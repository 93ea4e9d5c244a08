//! Unpaid read surfaces
//!
//! Liveness, per-capability reliability status, the catalog in plain and
//! agent-tool form, partner providers, and the marketplace search
//! passthrough.

use crate::api_error::ApiError;
use crate::state::SharedState;
use axum::extract::{Query, State};
use axum::response::Json;
use pylon_core::discovery::{admissible, search_term};
use pylon_core::{matcher, Capability, SourceTier, GATEWAY_NAME, GATEWAY_VERSION};
use serde::Deserialize;
use serde_json::{json, Value};
use std::collections::BTreeMap;

pub async fn health(State(state): State<SharedState>) -> Json<Value> {
    Json(json!({
        "status": "ok",
        "service": GATEWAY_NAME,
        "version": GATEWAY_VERSION,
        "capabilities": state.registry.len() + state.discovered_count(),
        "uptimeSecs": state.started_at.elapsed().as_secs(),
    }))
}

/// Circuit state and lifetime counters per capability that has seen
/// traffic.
pub async fn status(State(state): State<SharedState>) -> Json<Value> {
    let mut capabilities = BTreeMap::new();
    for (id, snapshot) in state.breaker_snapshots() {
        capabilities.insert(
            id,
            json!({
                "state": snapshot.state,
                "successes": snapshot.successes,
                "failures": snapshot.failures,
                "totalCalls": snapshot.total_calls,
                "avgLatencyMs": snapshot.avg_latency_ms,
                "windowFailureRate": snapshot.window_failure_rate,
            }),
        );
    }
    Json(json!({
        "service": GATEWAY_NAME,
        "capabilities": capabilities,
    }))
}

/// Full registry dump with schemas and costs, plus a reliability overlay
/// for capabilities with traffic.
pub async fn capabilities(State(state): State<SharedState>) -> Json<Value> {
    let snapshots: BTreeMap<String, _> = state.breaker_snapshots().into_iter().collect();
    let entries: Vec<Value> = state
        .full_catalog()
        .iter()
        .map(|capability| {
            let mut entry = capability_view(capability);
            if let Some(snapshot) = snapshots.get(&capability.id) {
                entry["reliability"] = json!({
                    "state": snapshot.state,
                    "successRate": if snapshot.total_calls > 0 {
                        snapshot.successes as f64 / snapshot.total_calls as f64
                    } else {
                        1.0
                    },
                    "avgLatencyMs": snapshot.avg_latency_ms,
                });
            }
            entry
        })
        .collect();

    Json(json!({
        "count": entries.len(),
        "capabilities": entries,
    }))
}

/// The same catalog rendered as agent-tool descriptors.
pub async fn mcp_tools(State(state): State<SharedState>) -> Json<Value> {
    let tools: Vec<Value> = state
        .full_catalog()
        .iter()
        .map(|capability| {
            let mut properties = serde_json::Map::new();
            let mut required = Vec::new();
            for (name, spec) in &capability.inputs {
                properties.insert(
                    name.clone(),
                    json!({
                        "type": spec.param_type,
                        "description": spec.description,
                    }),
                );
                if spec.required {
                    required.push(name.clone());
                }
            }
            json!({
                "name": capability.id.replace(':', "_"),
                "description": format!(
                    "{} Costs {} per request via x402.",
                    capability.description, capability.cost
                ),
                "inputSchema": {
                    "type": "object",
                    "properties": properties,
                    "required": required,
                },
            })
        })
        .collect();

    Json(json!({ "tools": tools }))
}

/// Partner providers grouped with the capabilities they back.
pub async fn providers(State(state): State<SharedState>) -> Json<Value> {
    let mut grouped: BTreeMap<String, Value> = BTreeMap::new();
    for capability in state.registry.list() {
        if capability.tier != SourceTier::Partner {
            continue;
        }
        let Some(provider) = &capability.provider else {
            continue;
        };
        let entry = grouped.entry(provider.name.clone()).or_insert_with(|| {
            json!({
                "name": provider.name,
                "payoutAddress": provider.payout_address,
                "contactUrl": provider.contact_url,
                "capabilities": [],
            })
        });
        if let Some(list) = entry["capabilities"].as_array_mut() {
            list.push(json!({
                "id": capability.id,
                "name": capability.name,
                "cost": capability.cost.to_string(),
                "revenueSplit": capability.split,
            }));
        }
    }

    Json(json!({
        "providers": grouped.into_values().collect::<Vec<_>>(),
    }))
}

#[derive(Debug, Deserialize)]
pub struct DiscoverQuery {
    #[serde(default)]
    pub q: String,
}

/// Marketplace search passthrough plus native matches for the same query.
pub async fn discover(
    State(state): State<SharedState>,
    Query(query): Query<DiscoverQuery>,
) -> Result<Json<Value>, ApiError> {
    let q = query.q.trim();
    if q.is_empty() {
        return Err(crate::ingress::bad_request("query parameter 'q' is required"));
    }

    let catalog = state.full_catalog();
    let q_lower = q.to_lowercase();
    let mut native: Vec<(&Capability, u32)> = catalog
        .iter()
        .map(|capability| (capability, matcher::score(capability, &q_lower)))
        .filter(|(_, score)| *score > 0)
        .collect();
    native.sort_by(|a, b| b.1.cmp(&a.1));

    let marketplace = match search_term(q) {
        Some(term) => {
            let cached = state.discovery_cache.get(&term);
            let listings = match cached {
                Some(listings) => listings,
                None => match state.bazaar.search(&term).await {
                    Ok(listings) => {
                        state.discovery_cache.put(&term, listings.clone());
                        listings
                    }
                    Err(error) => {
                        tracing::warn!(%error, %term, "marketplace search failed");
                        Vec::new()
                    }
                },
            };
            listings
                .into_iter()
                .filter(|listing| admissible(listing))
                .map(|listing| {
                    let preview = pylon_core::discovery::normalize(&listing);
                    json!({
                        "id": preview.id,
                        "name": preview.name,
                        "description": preview.description,
                        "cost": preview.cost.to_string(),
                        "providerCost": listing_cost_string(&listing),
                        "endpoint": preview.endpoint,
                    })
                })
                .collect::<Vec<_>>()
        }
        None => Vec::new(),
    };

    Ok(Json(json!({
        "query": q,
        "native": native
            .iter()
            .map(|(capability, score)| {
                let mut view = capability_view(capability);
                view["matchScore"] = json!(score);
                view
            })
            .collect::<Vec<_>>(),
        "marketplace": marketplace,
    })))
}

fn listing_cost_string(listing: &pylon_core::BazaarListing) -> String {
    pylon_core::MicroUsd(listing.price_micros).to_string()
}

fn capability_view(capability: &Capability) -> Value {
    json!({
        "id": capability.id,
        "name": capability.name,
        "description": capability.description,
        "cost": capability.cost.to_string(),
        "source": capability.tier,
        "method": capability.method,
        "inputs": capability.inputs,
        "output": capability.output,
        "keywords": capability.keywords,
    })
}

## Problem to solve
A single number is required: how many lines in these records contain "agent".

## Result
2